Goal of the exercise: Across the entries below, how many lines contain the string "riskLevel"? Give only the count.

(Information provided)

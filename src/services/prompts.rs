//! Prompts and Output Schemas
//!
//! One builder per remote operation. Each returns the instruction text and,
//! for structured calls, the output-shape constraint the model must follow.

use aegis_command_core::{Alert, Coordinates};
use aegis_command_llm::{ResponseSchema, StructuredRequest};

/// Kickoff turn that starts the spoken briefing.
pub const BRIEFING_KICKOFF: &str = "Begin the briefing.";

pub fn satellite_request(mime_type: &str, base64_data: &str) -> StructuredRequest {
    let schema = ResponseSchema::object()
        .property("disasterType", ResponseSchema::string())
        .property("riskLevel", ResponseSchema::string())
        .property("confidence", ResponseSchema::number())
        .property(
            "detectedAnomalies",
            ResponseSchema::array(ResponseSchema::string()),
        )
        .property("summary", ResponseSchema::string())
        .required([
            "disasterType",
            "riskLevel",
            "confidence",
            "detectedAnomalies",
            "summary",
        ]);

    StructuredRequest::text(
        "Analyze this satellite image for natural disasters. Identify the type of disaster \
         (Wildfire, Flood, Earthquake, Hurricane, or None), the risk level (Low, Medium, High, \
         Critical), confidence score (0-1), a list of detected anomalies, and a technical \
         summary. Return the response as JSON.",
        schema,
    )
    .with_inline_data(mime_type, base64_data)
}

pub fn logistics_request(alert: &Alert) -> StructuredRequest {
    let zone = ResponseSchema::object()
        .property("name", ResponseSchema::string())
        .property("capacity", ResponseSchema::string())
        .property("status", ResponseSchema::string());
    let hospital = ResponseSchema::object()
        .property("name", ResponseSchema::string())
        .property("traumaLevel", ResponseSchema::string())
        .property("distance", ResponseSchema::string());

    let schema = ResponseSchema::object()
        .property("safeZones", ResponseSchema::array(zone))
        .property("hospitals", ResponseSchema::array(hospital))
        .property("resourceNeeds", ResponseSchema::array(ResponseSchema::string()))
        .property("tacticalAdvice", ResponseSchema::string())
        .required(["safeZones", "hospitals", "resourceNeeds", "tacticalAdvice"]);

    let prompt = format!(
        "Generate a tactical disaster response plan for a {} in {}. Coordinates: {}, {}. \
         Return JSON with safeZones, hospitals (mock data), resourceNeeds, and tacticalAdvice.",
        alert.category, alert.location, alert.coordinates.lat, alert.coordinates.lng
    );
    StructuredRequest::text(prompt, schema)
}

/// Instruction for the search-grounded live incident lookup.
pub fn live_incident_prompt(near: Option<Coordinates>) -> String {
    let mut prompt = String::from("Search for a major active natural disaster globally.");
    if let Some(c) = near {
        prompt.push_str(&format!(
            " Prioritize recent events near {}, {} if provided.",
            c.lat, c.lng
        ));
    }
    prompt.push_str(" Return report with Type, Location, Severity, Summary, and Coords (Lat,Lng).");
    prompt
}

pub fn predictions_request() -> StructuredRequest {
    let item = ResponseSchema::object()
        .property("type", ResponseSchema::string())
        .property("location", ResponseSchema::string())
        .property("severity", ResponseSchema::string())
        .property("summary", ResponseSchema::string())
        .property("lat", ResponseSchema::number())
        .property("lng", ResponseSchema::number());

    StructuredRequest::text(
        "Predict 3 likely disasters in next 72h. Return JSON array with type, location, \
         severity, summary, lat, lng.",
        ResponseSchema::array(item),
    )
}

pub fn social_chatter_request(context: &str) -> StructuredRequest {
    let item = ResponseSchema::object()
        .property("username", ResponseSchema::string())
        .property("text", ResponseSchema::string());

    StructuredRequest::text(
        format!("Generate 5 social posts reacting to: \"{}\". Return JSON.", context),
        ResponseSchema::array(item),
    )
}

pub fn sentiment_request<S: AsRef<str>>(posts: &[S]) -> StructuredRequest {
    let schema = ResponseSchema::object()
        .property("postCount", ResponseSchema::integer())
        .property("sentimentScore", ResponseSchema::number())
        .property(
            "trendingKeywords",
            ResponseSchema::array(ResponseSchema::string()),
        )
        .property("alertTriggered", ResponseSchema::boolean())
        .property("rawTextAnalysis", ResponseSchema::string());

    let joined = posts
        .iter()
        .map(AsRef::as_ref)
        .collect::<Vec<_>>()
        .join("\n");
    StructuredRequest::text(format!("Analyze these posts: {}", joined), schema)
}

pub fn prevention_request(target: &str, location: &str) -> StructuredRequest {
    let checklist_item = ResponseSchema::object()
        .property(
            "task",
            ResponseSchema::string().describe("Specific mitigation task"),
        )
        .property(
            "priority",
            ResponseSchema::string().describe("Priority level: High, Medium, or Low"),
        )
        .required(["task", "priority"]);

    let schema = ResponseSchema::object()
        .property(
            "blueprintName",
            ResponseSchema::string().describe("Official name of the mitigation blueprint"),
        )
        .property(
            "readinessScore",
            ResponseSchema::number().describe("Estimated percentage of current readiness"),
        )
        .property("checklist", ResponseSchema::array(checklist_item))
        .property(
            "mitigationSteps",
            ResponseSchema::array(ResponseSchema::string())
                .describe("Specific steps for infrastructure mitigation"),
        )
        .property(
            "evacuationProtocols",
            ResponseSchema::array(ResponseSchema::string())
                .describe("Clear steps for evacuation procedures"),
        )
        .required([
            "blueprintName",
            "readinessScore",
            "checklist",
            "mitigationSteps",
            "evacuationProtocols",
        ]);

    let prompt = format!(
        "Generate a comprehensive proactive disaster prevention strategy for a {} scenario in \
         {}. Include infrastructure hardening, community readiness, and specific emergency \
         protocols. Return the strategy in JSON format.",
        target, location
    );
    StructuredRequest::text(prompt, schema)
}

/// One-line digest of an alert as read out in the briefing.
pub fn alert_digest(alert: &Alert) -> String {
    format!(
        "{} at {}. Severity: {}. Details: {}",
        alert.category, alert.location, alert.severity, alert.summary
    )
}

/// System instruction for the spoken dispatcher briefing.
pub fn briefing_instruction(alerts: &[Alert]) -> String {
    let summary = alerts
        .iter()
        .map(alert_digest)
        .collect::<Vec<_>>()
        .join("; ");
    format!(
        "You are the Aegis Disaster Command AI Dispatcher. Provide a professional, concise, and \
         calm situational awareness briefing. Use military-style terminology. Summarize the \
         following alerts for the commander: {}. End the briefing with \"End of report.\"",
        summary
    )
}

(End Information provided)
(Information provided)

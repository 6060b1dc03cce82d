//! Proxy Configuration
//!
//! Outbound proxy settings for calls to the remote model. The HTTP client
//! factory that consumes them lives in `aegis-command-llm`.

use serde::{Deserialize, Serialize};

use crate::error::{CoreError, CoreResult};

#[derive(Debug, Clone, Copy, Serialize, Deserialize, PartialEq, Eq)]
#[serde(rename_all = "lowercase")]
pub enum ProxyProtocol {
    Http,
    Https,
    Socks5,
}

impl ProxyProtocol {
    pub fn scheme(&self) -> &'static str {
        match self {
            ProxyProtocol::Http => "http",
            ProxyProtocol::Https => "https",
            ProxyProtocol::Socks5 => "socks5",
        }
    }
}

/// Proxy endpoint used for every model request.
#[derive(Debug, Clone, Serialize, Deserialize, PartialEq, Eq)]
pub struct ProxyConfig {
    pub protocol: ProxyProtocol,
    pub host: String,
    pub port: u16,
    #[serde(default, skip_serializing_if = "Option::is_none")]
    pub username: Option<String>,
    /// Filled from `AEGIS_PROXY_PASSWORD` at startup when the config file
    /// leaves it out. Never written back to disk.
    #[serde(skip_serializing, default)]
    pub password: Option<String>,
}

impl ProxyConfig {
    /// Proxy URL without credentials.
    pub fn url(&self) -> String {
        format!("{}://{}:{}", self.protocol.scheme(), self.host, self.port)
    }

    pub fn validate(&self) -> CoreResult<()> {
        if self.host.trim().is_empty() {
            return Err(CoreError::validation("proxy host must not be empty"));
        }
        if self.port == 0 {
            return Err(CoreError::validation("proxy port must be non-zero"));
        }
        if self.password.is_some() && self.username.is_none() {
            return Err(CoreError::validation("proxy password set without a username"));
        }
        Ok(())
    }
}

(End Information provided)

Problem solution: 2